第二百一十五章 布局為上解為下(上)
第二百一十五章 布局為上解為下(上)
代越沒有說話。
或是無話可說,或是在這個時候,說比不說好。
隨著他的沉默,四周的空氣仿佛也在一瞬間凝固,氣溫極速下降至零點,窗外豔陽正好,一牆之隔的屋內卻是讓人入置身於寒窟,跪在地上的斐騁鄰不由自主的顫抖起來。
盛易德抬起眼來,看了一眼禦案前坐著的代越,見人低著頭,俊美無鑄的臉龐隱在陰影下,盛易德看不清他的表情為何,但也能猜到幾分。
此時日當正,刺目白光從雕花窗欞外透進來,正打在禦案前端坐著的代越右半邊的身子和側臉上,左半邊身子則背向著日光,用一道並不規則垂直的晨昏線,把代越分割成了光影兩半。
梁上垂掛的幔帳隨著外麵吹進來的風搖擺起來,間或遮擋一下窗欞透進來的光,影子便落在代越身上,光影交錯間,代越身上的氣息也漸漸平息了下來,
盛易德有心想開口替斐騁鄰說幾句話,此刻見代越身上的氣息柔和了下來,他放輕了聲音,小心翼翼的喊了一聲:“皇上。”

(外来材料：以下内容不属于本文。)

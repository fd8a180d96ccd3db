//! Flow Classifier
//!
//! Single-rule policy: a flow is loggable when its resolved host or URL
//! contains the configured hostname filter. Matching is ASCII
//! case-insensitive and does not allocate; only a `Loggable` verdict builds
//! strings.

use crate::flow::FlowDescriptor;
use crate::sniffer::RequestHead;
use netrack_store::{NO_LINK, NO_QUERY};
use tracing::trace;

/// Filter used when none is configured.
pub const DEFAULT_FILTER: &str = "google.com";

/// Outcome of classifying a flow or payload
#[derive(Debug, Clone, PartialEq, Eq)]
pub enum Verdict {
    /// Should be persisted with this text and link
    Loggable { text: String, link: String },
    NotLoggable,
}

impl Verdict {
    pub fn is_loggable(&self) -> bool {
        matches!(self, Self::Loggable { .. })
    }
}

/// Substring classifier for one hostname filter.
#[derive(Debug, Clone, PartialEq, Eq)]
pub struct FlowClassifier {
    filter: String,
}

impl Default for FlowClassifier {
    fn default() -> Self {
        Self::new(DEFAULT_FILTER)
    }
}

impl FlowClassifier {
    /// Create a classifier. Surrounding whitespace is ignored.
    pub fn new(filter: impl Into<String>) -> Self {
        let filter = filter.into();
        Self {
            filter: filter.trim().to_string(),
        }
    }

    pub fn filter(&self) -> &str {
        &self.filter
    }

    /// Check a string against the filter.
    #[inline]
    pub fn matches(&self, haystack: &str) -> bool {
        contains_filter(haystack, &self.filter)
    }

    /// Classify a flow.
    ///
    /// `text` is the URL query (or [`NO_QUERY`]); `link` is the URL host,
    /// else the full URL, else the resolved host, else [`NO_LINK`].
    pub fn classify(&self, flow: &FlowDescriptor) -> Verdict {
        let host_match = flow.host.as_deref().is_some_and(|h| self.matches(h));
        let url_match = flow.url.as_ref().is_some_and(|u| self.matches(u.as_str()));
        if !host_match && !url_match {
            return Verdict::NotLoggable;
        }

        let text = flow
            .url
            .as_ref()
            .and_then(|u| u.query())
            .filter(|q| !q.is_empty())
            .unwrap_or(NO_QUERY);

        let link = match &flow.url {
            Some(url) => url.host_str().unwrap_or(url.as_str()),
            None => flow.host.as_deref().unwrap_or(NO_LINK),
        };

        trace!("Loggable flow: {}", link);
        Verdict::Loggable {
            text: text.to_string(),
            link: link.to_string(),
        }
    }

    /// Classify a decoded chunk of proxied bytes.
    ///
    /// `text` is the chunk itself; `link` is the HTTP `Host` header, else an
    /// absolute request target, else the filter.
    pub fn classify_payload(&self, payload: &str) -> Verdict {
        let payload = payload.trim_end_matches(|c: char| c == '\0' || c.is_whitespace());
        if !self.matches(payload) {
            return Verdict::NotLoggable;
        }

        let head = RequestHead::parse(payload);
        let link = head
            .and_then(|h| h.host.or_else(|| h.absolute_target()))
            .unwrap_or(self.filter.as_str());

        Verdict::Loggable {
            text: payload.to_string(),
            link: link.to_string(),
        }
    }
}

/// ASCII case-insensitive substring test. An empty needle never matches.
#[inline]
pub fn contains_filter(haystack: &str, needle: &str) -> bool {
    let (h, n) = (haystack.as_bytes(), needle.as_bytes());
    if n.is_empty() || n.len() > h.len() {
        return false;
    }
    h.windows(n.len()).any(|w| w.eq_ignore_ascii_case(n))
}

#[cfg(test)]
mod tests {
    use super::*;
    use crate::flow::{FilterFlow, FlowKind};
    use url::Url;

    fn classify(flow: &FilterFlow) -> Verdict {
        FlowClassifier::default().classify(&flow.descriptor())
    }

    #[test]
    fn test_contains_filter() {
        assert!(contains_filter("www.google.com", "google.com"));
        assert!(contains_filter("WWW.GOOGLE.COM", "google.com"));
        assert!(!contains_filter("example.org", "google.com"));
        assert!(!contains_filter("google", "google.com"));
        assert!(!contains_filter("anything", ""));
    }

    #[test]
    fn test_url_with_query_is_loggable() {
        let flow = FilterFlow::browser("com.apple.Safari", Url::parse("https://www.google.com/search?q=rust").unwrap());

        assert_eq!(
            classify(&flow),
            Verdict::Loggable {
                text: "q=rust".to_string(),
                link: "www.google.com".to_string(),
            }
        );
    }

    #[test]
    fn test_url_without_query_uses_placeholder() {
        let flow = FilterFlow::browser("app", Url::parse("https://google.com/").unwrap());

        match classify(&flow) {
            Verdict::Loggable { text, link } => {
                assert_eq!(text, NO_QUERY);
                assert_eq!(link, "google.com");
            }
            other => panic!("unexpected verdict: {:?}", other),
        }
    }

    #[test]
    fn test_match_in_path_only() {
        // Host doesn't match but the URL string does
        let flow = FilterFlow::browser("app", Url::parse("https://example.org/redirect/google.com").unwrap());

        match classify(&flow) {
            Verdict::Loggable { link, .. } => assert_eq!(link, "example.org"),
            other => panic!("unexpected verdict: {:?}", other),
        }
    }

    #[test]
    fn test_non_matching_flow() {
        let flow = FilterFlow::browser("app", Url::parse("https://example.org/?q=google").unwrap());
        assert_eq!(classify(&flow), Verdict::NotLoggable);
    }

    #[test]
    fn test_socket_endpoint_match() {
        let flow = FilterFlow::socket("app", "google.com:443");

        assert_eq!(
            classify(&flow),
            Verdict::Loggable {
                text: NO_QUERY.to_string(),
                link: "socket: google.com:443".to_string(),
            }
        );
    }

    #[test]
    fn test_unaddressed_flow_is_not_loggable() {
        let flow = FilterFlow {
            source_app: Some("app".to_string()),
            url: None,
            kind: FlowKind::Other,
        };
        assert_eq!(classify(&flow), Verdict::NotLoggable);
    }

    #[test]
    fn test_empty_filter_never_matches() {
        let classifier = FlowClassifier::new("   ");
        let flow = FilterFlow::browser("app", Url::parse("https://google.com/").unwrap());

        assert_eq!(classifier.classify(&flow.descriptor()), Verdict::NotLoggable);
        assert_eq!(classifier.classify_payload("GET / HTTP/1.1"), Verdict::NotLoggable);
    }

    #[test]
    fn test_payload_with_host_header() {
        let payload = "GET /search?q=rust HTTP/1.1\r\nHost: www.google.com\r\n\r\n";

        match FlowClassifier::default().classify_payload(payload) {
            Verdict::Loggable { text, link } => {
                assert_eq!(link, "www.google.com");
                assert!(text.starts_with("GET /search?q=rust"));
                assert!(!text.ends_with('\n'));
            }
            other => panic!("unexpected verdict: {:?}", other),
        }
    }

    #[test]
    fn test_payload_without_http_head_links_to_filter() {
        match FlowClassifier::default().classify_payload("hello google.com\0\0") {
            Verdict::Loggable { text, link } => {
                assert_eq!(text, "hello google.com");
                assert_eq!(link, "google.com");
            }
            other => panic!("unexpected verdict: {:?}", other),
        }
    }

    #[test]
    fn test_payload_without_filter() {
        let payload = "GET / HTTP/1.1\r\nHost: example.org\r\n\r\n";
        assert_eq!(FlowClassifier::default().classify_payload(payload), Verdict::NotLoggable);
    }
}
//! Provider errors

use netrack_store::StoreError;
use thiserror::Error;

/// Errors from providers and their host adapters
#[derive(Debug, Error)]
pub enum ProviderError {
    #[error("Store error: {0}")]
    Store(#[from] StoreError),

    #[error("I/O error: {0}")]
    Io(#[from] std::io::Error),

    #[error("{0} provider is already running")]
    AlreadyRunning(&'static str),

    #[error("{0} provider is not running")]
    NotRunning(&'static str),

    #[error("Failed to bind listener: {0}")]
    Bind(String),

    #[error("Listener not bound")]
    NotBound,

    #[error("Blocking task failed: {0}")]
    Join(String),
}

代越抬起頭來,臉上沒有表情也沒有,眼眉冷清至極,他又一次恢複到了他冷漠的樣子,他看著麵前跪著的斐騁鄰,停了半瞬,然後才開口,說:
“斐騁鄰護駕不利,打入大牢,聽侯發落。”
話一出,盛易德先是一愣,然後忽然想到了什麽,他猛地看向代越,一幅不可置信的樣子,忍不住驚呼出聲,不自覺提高了聲音,喊道:“皇上!!”
斐騁鄰也驚愕的抬起來頭來,他甚至懷疑自己是不是聽錯了,護駕不利?雖然他是沒辦好皇上交給他的差事,導致殺手潛行出長謠城,追殺於丞相去了。
但是,這也隻能算他失職、辦事不力,並不能算他護駕不利吧。
他看著座上的代越,眼裏又是遲疑,又是不解,許久,才終於張了張嘴,想要辯解些什麽,等真的要出聲了,他卻又不知道自己該說什麽了。
畢竟,他沒完成代越交給他的差事,是事實。
想到這,斐騁鄰隻覺得喉嚨幹澀異常,他沒忍住咽下一口唾液,喉結上下滾動了一下,斐騁鄰哽塞著出聲,顫著聲,喊道:“皇上……”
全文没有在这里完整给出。